There were other memories for the old timers across the river at Fort Ehrenbreistein, where the Jerries were still holding out. In 1918 the fort was the headquarters for the occupation army, and on February 7, 1923 the homesick GIs saw their own flag come down and the French tri-color go up in its place.

As those who were there were anxious to point out, it was a cold but happy day when the old Eighth Infantry Regiment hauled down the flag.

But nobody looked too long or too often at the old fort. There was too much mortar and artillery lobbing across the river. Strangely enough, however, the houses below the fort were flying white flags.

Besides, unlike the Third Army of the last war the new Third couldn’t stop at Coblenz; it hurried on, crushing pockets of resistance all along the Moselle front.

This was not a leisurely drive, and there was nothing of the boredom of the winter campaign.
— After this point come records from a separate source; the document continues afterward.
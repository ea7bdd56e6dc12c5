//! Discrete cavity layout search.
//!
//! Enumerates integer pitch increments `(wp, dp)` and keeps the feasible grid
//! with the most cavities, breaking ties on the shorter feed dimension.
//!
//! # Algorithm
//!
//! 1. **Reference counts**: `a0 = floor(W / (w + wpz))`,
//!    `b0 = floor((Lmax - 2·mt) / (d + wpz))`. Both cap the search.
//! 2. **Primary search** with `(a0, b0)` as caps. The pitch range is
//!    `[floor, W / a0 - w]` by `[floor, usable / b0 - d]`, further limited by
//!    the optional pitch cap.
//! 3. **Relaxation**: when nothing is feasible, search again with `a0 - 1`
//!    and with `b0 - 1` over the unrestricted range `[1, W - w]` by
//!    `[1, usable - d]`. Neither the pitch floor nor the pitch cap applies;
//!    the reduced reference only caps the cavity counts.
//!
//! Enumeration order is `wp` ascending, then `dp` ascending. Only strict
//! improvements replace the incumbent, so results are deterministic. Cavity
//! counts never grow with the pitch, so a row (or the rest of the grid) is
//! skipped once its best possible count falls below the incumbent.

use std::ops::RangeInclusive;

use instant::Instant;

#[cfg(feature = "serde")]
use serde::{Deserialize, Serialize};

use crate::config::PlateConfig;
use crate::fillet::FilletCenter;
use crate::layout::CavityLayout;
use crate::params::DerivedConstants;
use crate::product::ProductSpec;
use crate::{LayoutError, Result};

/// Reference cavity counts bounding the search.
#[derive(Debug, Clone, Copy, PartialEq, Eq)]
#[cfg_attr(feature = "serde", derive(Serialize, Deserialize))]
pub struct ReferenceCounts {
    /// Columns at base pitch.
    pub a0: u32,
    /// Rows at base pitch.
    pub b0: u32,
}

/// Which search produced the layout.
#[derive(Debug, Clone, Copy, PartialEq, Eq, Default)]
#[cfg_attr(feature = "serde", derive(Serialize, Deserialize))]
pub enum Relaxation {
    /// Primary search with `(a0, b0)`.
    #[default]
    None,
    /// Fallback with `(a0 - 1, b0)`.
    ReducedColumns,
    /// Fallback with `(a0, b0 - 1)`.
    ReducedRows,
}

/// Enumeration statistics.
#[derive(Debug, Clone, Copy, PartialEq, Eq, Default)]
#[cfg_attr(feature = "serde", derive(Serialize, Deserialize))]
pub struct SearchStats {
    /// `(wp, dp)` pairs examined.
    pub evaluated: u64,
    /// Pairs that satisfied every constraint.
    pub accepted: u64,
    /// Wall-clock time in milliseconds.
    pub elapsed_ms: u64,
}

/// Winning layout of one orientation together with how it was found.
#[derive(Debug, Clone, Copy, PartialEq)]
#[cfg_attr(feature = "serde", derive(Serialize, Deserialize))]
pub struct SearchOutcome {
    /// Best feasible layout.
    pub layout: CavityLayout,
    /// Search that produced it.
    pub relaxation: Relaxation,
    /// Reference counts of the primary search.
    pub reference: ReferenceCounts,
    /// Enumeration statistics across all attempts.
    pub stats: SearchStats,
}

/// Inputs shared by every candidate of one search.
struct Problem<'a> {
    spec: &'a ProductSpec,
    derived: &'a DerivedConstants,
    center: &'a FilletCenter,
}

/// Pitch increments enumerated by one search.
#[derive(Debug, Clone, PartialEq, Eq)]
struct PitchRange {
    wp: RangeInclusive<u32>,
    dp: RangeInclusive<u32>,
}

/// Layout search engine.
#[derive(Debug, Clone, Default)]
pub struct LayoutSearch {
    config: PlateConfig,
}

impl LayoutSearch {
    /// Creates a search engine with the given plate configuration.
    pub fn new(config: PlateConfig) -> Self {
        Self { config }
    }

    /// Returns the plate configuration.
    pub fn config(&self) -> &PlateConfig {
        &self.config
    }

    /// Computes the reference counts `(a0, b0)`.
    pub fn reference_counts(
        &self,
        spec: &ProductSpec,
        derived: &DerivedConstants,
    ) -> ReferenceCounts {
        let base = derived.base_pitch();
        let a0 = count_fitting(self.config.max_plate_width, spec.w() + base);
        let b0 = count_fitting(self.config.usable_length(derived), spec.d() + base);
        ReferenceCounts { a0, b0 }
    }

    /// Finds the best feasible layout for one orientation.
    pub fn search(
        &self,
        spec: &ProductSpec,
        derived: &DerivedConstants,
        center: &FilletCenter,
    ) -> Result<SearchOutcome> {
        self.config.validate()?;

        let start = Instant::now();
        let reference = self.reference_counts(spec, derived);
        log::debug!(
            "reference counts a0 = {}, b0 = {} (w = {}, d = {}, wpz = {})",
            reference.a0,
            reference.b0,
            spec.w(),
            spec.d(),
            derived.wpz
        );

        if reference.a0 == 0 || reference.b0 == 0 {
            return Err(LayoutError::DegenerateReference {
                a0: reference.a0,
                b0: reference.b0,
            });
        }

        let problem = Problem {
            spec,
            derived,
            center,
        };
        let mut stats = SearchStats::default();

        let primary = match self.primary_range(&problem, reference) {
            Some(range) => {
                self.enumerate(&problem, reference.a0, reference.b0, range, &mut stats, start)?
            }
            None => None,
        };
        let found = match primary {
            Some(layout) => Some((layout, Relaxation::None)),
            None if self.config.relax => {
                log::warn!(
                    "no feasible layout at a0 = {}, b0 = {}; relaxing reference counts",
                    reference.a0,
                    reference.b0
                );
                self.relax(&problem, reference, &mut stats, start)?
            }
            None => None,
        };

        stats.elapsed_ms = start.elapsed().as_millis() as u64;

        match found {
            Some((layout, relaxation)) => {
                log::debug!(
                    "layout {}x{} (wp = {}, dp = {}, ds = {:.1}) via {:?}, {} candidates",
                    layout.a,
                    layout.b,
                    layout.wp,
                    layout.dp,
                    layout.ds,
                    relaxation,
                    stats.evaluated
                );
                Ok(SearchOutcome {
                    layout,
                    relaxation,
                    reference,
                    stats,
                })
            }
            None => Err(LayoutError::Infeasible {
                evaluated: stats.evaluated,
            }),
        }
    }

    /// Runs both relaxed searches and keeps the better one.
    fn relax(
        &self,
        problem: &Problem<'_>,
        reference: ReferenceCounts,
        stats: &mut SearchStats,
        start: Instant,
    ) -> Result<Option<(CavityLayout, Relaxation)>> {
        let Some(range) = self.relaxed_range(problem) else {
            return Ok(None);
        };

        let columns = if reference.a0 > 1 {
            let a_ref = reference.a0 - 1;
            self.enumerate(problem, a_ref, reference.b0, range.clone(), stats, start)?
        } else {
            None
        };
        let rows = if reference.b0 > 1 {
            let b_ref = reference.b0 - 1;
            self.enumerate(problem, reference.a0, b_ref, range, stats, start)?
        } else {
            None
        };

        Ok(match (columns, rows) {
            (Some(c), Some(r)) if r.outranks(&c) => Some((r, Relaxation::ReducedRows)),
            (Some(c), _) => Some((c, Relaxation::ReducedColumns)),
            (None, Some(r)) => Some((r, Relaxation::ReducedRows)),
            (None, None) => None,
        })
    }

    /// Pitch range of the primary search.
    fn primary_range(
        &self,
        problem: &Problem<'_>,
        reference: ReferenceCounts,
    ) -> Option<PitchRange> {
        let floor = self.config.pitch_floor.min_pitch(problem.derived);
        let cap = self.config.pitch_cap.unwrap_or(u32::MAX);
        let wp_max = pitch_limit(self.config.max_plate_width, reference.a0, problem.spec.w())?;
        let dp_max = pitch_limit(
            self.config.usable_length(problem.derived),
            reference.b0,
            problem.spec.d(),
        )?;
        Some(PitchRange {
            wp: floor..=wp_max.min(cap),
            dp: floor..=dp_max.min(cap),
        })
    }

    /// Pitch range of the relaxed searches: every pitch that leaves room for a
    /// single cavity.
    fn relaxed_range(&self, problem: &Problem<'_>) -> Option<PitchRange> {
        let wp_max = pitch_limit(self.config.max_plate_width, 1, problem.spec.w())?;
        let dp_max = pitch_limit(
            self.config.usable_length(problem.derived),
            1,
            problem.spec.d(),
        )?;
        Some(PitchRange {
            wp: 1..=wp_max,
            dp: 1..=dp_max,
        })
    }

    /// Enumerates `range` with `(a_ref, b_ref)` as caps.
    fn enumerate(
        &self,
        problem: &Problem<'_>,
        a_ref: u32,
        b_ref: u32,
        range: PitchRange,
        stats: &mut SearchStats,
        start: Instant,
    ) -> Result<Option<CavityLayout>> {
        let max_width = self.config.max_plate_width;
        let usable = self.config.usable_length(problem.derived);
        let mut best: Option<CavityLayout> = None;

        for wp in range.wp {
            if self.config.time_limit_ms > 0
                && start.elapsed().as_millis() as u64 >= self.config.time_limit_ms
            {
                return Err(LayoutError::TimeLimitExceeded(self.config.time_limit_ms));
            }

            let columns = a_ref.min(count_fitting(max_width, problem.spec.w() + f64::from(wp)));
            if best.is_some_and(|b| u64::from(columns) * u64::from(b_ref) < b.score) {
                break;
            }

            for dp in range.dp.clone() {
                let rows = b_ref.min(count_fitting(usable, problem.spec.d() + f64::from(dp)));
                if best.is_some_and(|b| u64::from(columns) * u64::from(rows) < b.score) {
                    break;
                }

                stats.evaluated += 1;
                let Some(candidate) =
                    self.evaluate(problem.spec, problem.derived, problem.center, a_ref, b_ref, wp, dp)
                else {
                    continue;
                };
                stats.accepted += 1;
                if best.as_ref().map_or(true, |b| candidate.outranks(b)) {
                    best = Some(candidate);
                }
            }
        }

        Ok(best)
    }

    /// Scores a single `(wp, dp)` candidate.
    ///
    /// Returns `None` if the candidate violates a plate or clearance constraint.
    #[allow(clippy::too_many_arguments)]
    pub fn evaluate(
        &self,
        spec: &ProductSpec,
        derived: &DerivedConstants,
        center: &FilletCenter,
        a_ref: u32,
        b_ref: u32,
        wp: u32,
        dp: u32,
    ) -> Option<CavityLayout> {
        let max_width = self.config.max_plate_width;
        let wc = spec.w() + f64::from(wp);
        let dc = spec.d() + f64::from(dp);

        let a = a_ref.min(count_fitting(max_width, wc));
        let b = b_ref.min(count_fitting(self.config.usable_length(derived), dc));
        if a == 0 || b == 0 {
            return None;
        }

        let ds = 2.0 * derived.margin() + dc * f64::from(b);
        if ds > self.config.max_plate_length {
            return None;
        }

        if f64::from(a) * wc > max_width {
            return None;
        }

        let clearance = center.distance_to(dc / 2.0, wc / 2.0) - spec.c() - self.config.standoff;
        if clearance <= self.config.clearance_threshold {
            return None;
        }

        Some(CavityLayout {
            wp,
            dp,
            a,
            b,
            wc,
            dc,
            ds,
            clearance,
            score: u64::from(a) * u64::from(b),
        })
    }
}

/// Largest pitch increment for which `reference` cavities of `length` still
/// fit in `span`; `None` if not even a unit pitch fits.
fn pitch_limit(span: f64, reference: u32, length: f64) -> Option<u32> {
    let bound = (span / f64::from(reference) - length).floor();
    if !bound.is_finite() || bound < 1.0 {
        return None;
    }
    Some(bound.min(f64::from(u32::MAX)) as u32)
}

/// `floor(span / pitch)` clamped to the `u32` range; zero for non-positive input.
fn count_fitting(span: f64, pitch: f64) -> u32 {
    if pitch <= 0.0 || span <= 0.0 {
        return 0;
    }
    let n = (span / pitch).floor();
    if n.is_finite() {
        n.min(f64::from(u32::MAX)) as u32
    } else {
        0
    }
}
It was more like the Third’s sweep across France late last summer, when it seemed that the war might end any day.

There was confusion along the roads, what with the conglomerate convoys of men and armor and the thousands of Germans who were giving up sooner than the armor men could handle them. Small detachments would trickle out of the woods with their hands in the air and try to give up to anyone who came along. One group tried to surrender to a jeep full of unarmed correspondents. Others just walked down the road to the rear carrying small pieces of white cloth. When a vehicle approached, they would thrust their hands in the air. Some wandered around in a daze looking for a PW cage where they expected to get their first meal in days.
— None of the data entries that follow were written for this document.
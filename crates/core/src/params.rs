//! Derived mold constants.
//!
//! Maps a [`ProductSpec`] to the fixed margins and pitch thresholds used by the
//! layout search. The lid override is already applied by
//! [`ProductSpec::convex`], so every value here sees the effective offset.

use crate::product::ProductSpec;

#[cfg(feature = "serde")]
use serde::{Deserialize, Serialize};

/// Height at and above which the tall-product margins apply.
pub const TALL_PRODUCT_HEIGHT: f64 = 50.0;

/// Plate-margin thickness for products lower than [`TALL_PRODUCT_HEIGHT`].
pub const MARGIN_LOW: u32 = 13;

/// Plate-margin thickness for tall products.
pub const MARGIN_TALL: u32 = 20;

/// Lower clamp for the base pitch.
pub const MIN_BASE_PITCH: u32 = 12;

/// Base pitch forced for tall products.
pub const TALL_BASE_PITCH: u32 = 20;

/// Extra pitch margin for products with an inner/outer lid.
pub const LID_ADDITIONAL_MARGIN: u32 = 5;

/// Constants derived from a product specification.
#[derive(Debug, Clone, Copy, PartialEq, Eq)]
#[cfg_attr(feature = "serde", derive(Serialize, Deserialize))]
pub struct DerivedConstants {
    /// Plate-margin thickness `mt`.
    pub mt: u32,
    /// Base pitch `wpz` used for the reference counts.
    pub wpz: u32,
    /// Minimum allowed pitch `t = floor(convex) + 1`, the smallest integer
    /// pitch strictly larger than the effective cut-to-edge offset.
    pub t: u32,
    /// Additional lid margin.
    pub additional_margin: u32,
}

impl DerivedConstants {
    /// Derives the constants for `spec`.
    pub fn derive(spec: &ProductSpec) -> Self {
        let tall = spec.z() >= TALL_PRODUCT_HEIGHT;
        let convex = spec.convex();

        let mt = if tall { MARGIN_TALL } else { MARGIN_LOW };

        let wpz = if tall {
            TALL_BASE_PITCH
        } else {
            let raw = ((20.0 + (convex - 20.0) / 2.0) * 0.9).floor();
            (raw.max(0.0) as u32).max(MIN_BASE_PITCH)
        };

        let t = convex.max(0.0).floor() as u32 + 1;

        let additional_margin = if spec.has_inner_outer_lid() {
            LID_ADDITIONAL_MARGIN
        } else {
            0
        };

        Self {
            mt,
            wpz,
            t,
            additional_margin,
        }
    }

    /// `mt` as a length.
    pub fn margin(&self) -> f64 {
        f64::from(self.mt)
    }

    /// `wpz` as a length.
    pub fn base_pitch(&self) -> f64 {
        f64::from(self.wpz)
    }
}

#[cfg(test)]
mod tests {
    use super::*;

    #[test]
    fn test_tall_product() {
        let spec = ProductSpec::new(175.0, 175.0, 5.0, 3.0, 50.0);
        let k = DerivedConstants::derive(&spec);
        assert_eq!(k.mt, 20);
        assert_eq!(k.wpz, 20);
        assert_eq!(k.t, 4);
        assert_eq!(k.additional_margin, 0);
    }

    #[test]
    fn test_low_product_clamps_base_pitch() {
        // floor((20 + (3 - 20) / 2) * 0.9) = floor(10.35) = 10 -> clamped to 12
        let spec = ProductSpec::new(120.0, 160.0, 4.0, 3.0, 30.0);
        let k = DerivedConstants::derive(&spec);
        assert_eq!(k.mt, 13);
        assert_eq!(k.wpz, 12);
    }

    #[test]
    fn test_low_product_large_convex() {
        // floor((20 + (40 - 20) / 2) * 0.9) = 27
        let spec = ProductSpec::new(120.0, 160.0, 4.0, 40.0, 49.9);
        let k = DerivedConstants::derive(&spec);
        assert_eq!(k.mt, 13);
        assert_eq!(k.wpz, 27);
        assert_eq!(k.t, 41);
    }

    #[test]
    fn test_minimum_pitch_clears_offset() {
        for (convex, t) in [(0.0, 1), (2.5, 3), (3.0, 4), (7.99, 8)] {
            let spec = ProductSpec::new(120.0, 160.0, 4.0, convex, 30.0);
            assert_eq!(DerivedConstants::derive(&spec).t, t);
        }
    }

    #[test]
    fn test_lid_override_feeds_derived_values() {
        let spec = ProductSpec::new(120.0, 160.0, 4.0, 40.0, 30.0).with_inner_outer_lid(true);
        let k = DerivedConstants::derive(&spec);
        // convex forced to 8: floor((20 - 6) * 0.9) = 12
        assert_eq!(k.wpz, 12);
        assert_eq!(k.t, 9);
        assert_eq!(k.additional_margin, 5);
    }
}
In addition, hundreds of Russians, Poles, Czechs and French—forced workers liberated by the drive were trudging to the rear, some crippled, many needing medical attention, but all of them yelling and waving at every vehicle. One little Russian stood by the side of the road and saluted every American vehicle as it passed.

Another reminder of the drive across France last summer was the lack of mine fields. The drive had been too fast for Jerry to lay mines. Again as in the late summer push, the doughs rested their dogs. Many of them rode to battle in this operation.coblenz

Finally, the roads were cluttered with abandoned and destroyed German equipment. Combat commands came upon supply dumps loaded with material, and during the first leg of the dash one command found 400 German vehicles. Some were still burning when division headquarters moved forward to catch up with the rushing tank columns. Many of the weapons found were still coated with cosmoline.

All told, the drive to and beyond Coblenz was very satisfying to the men of the Third, but the city itself was just another, slightly larger heap of rubble. The only thing was, the Third had been there before. But the differences now were greater than the similarities. Last time, the Third followed the Germans in; this time they chased them into and beyond Coblenz, and kept on going.

The day later it fell, Coblenz was history. The war was moving too fast for post mortems.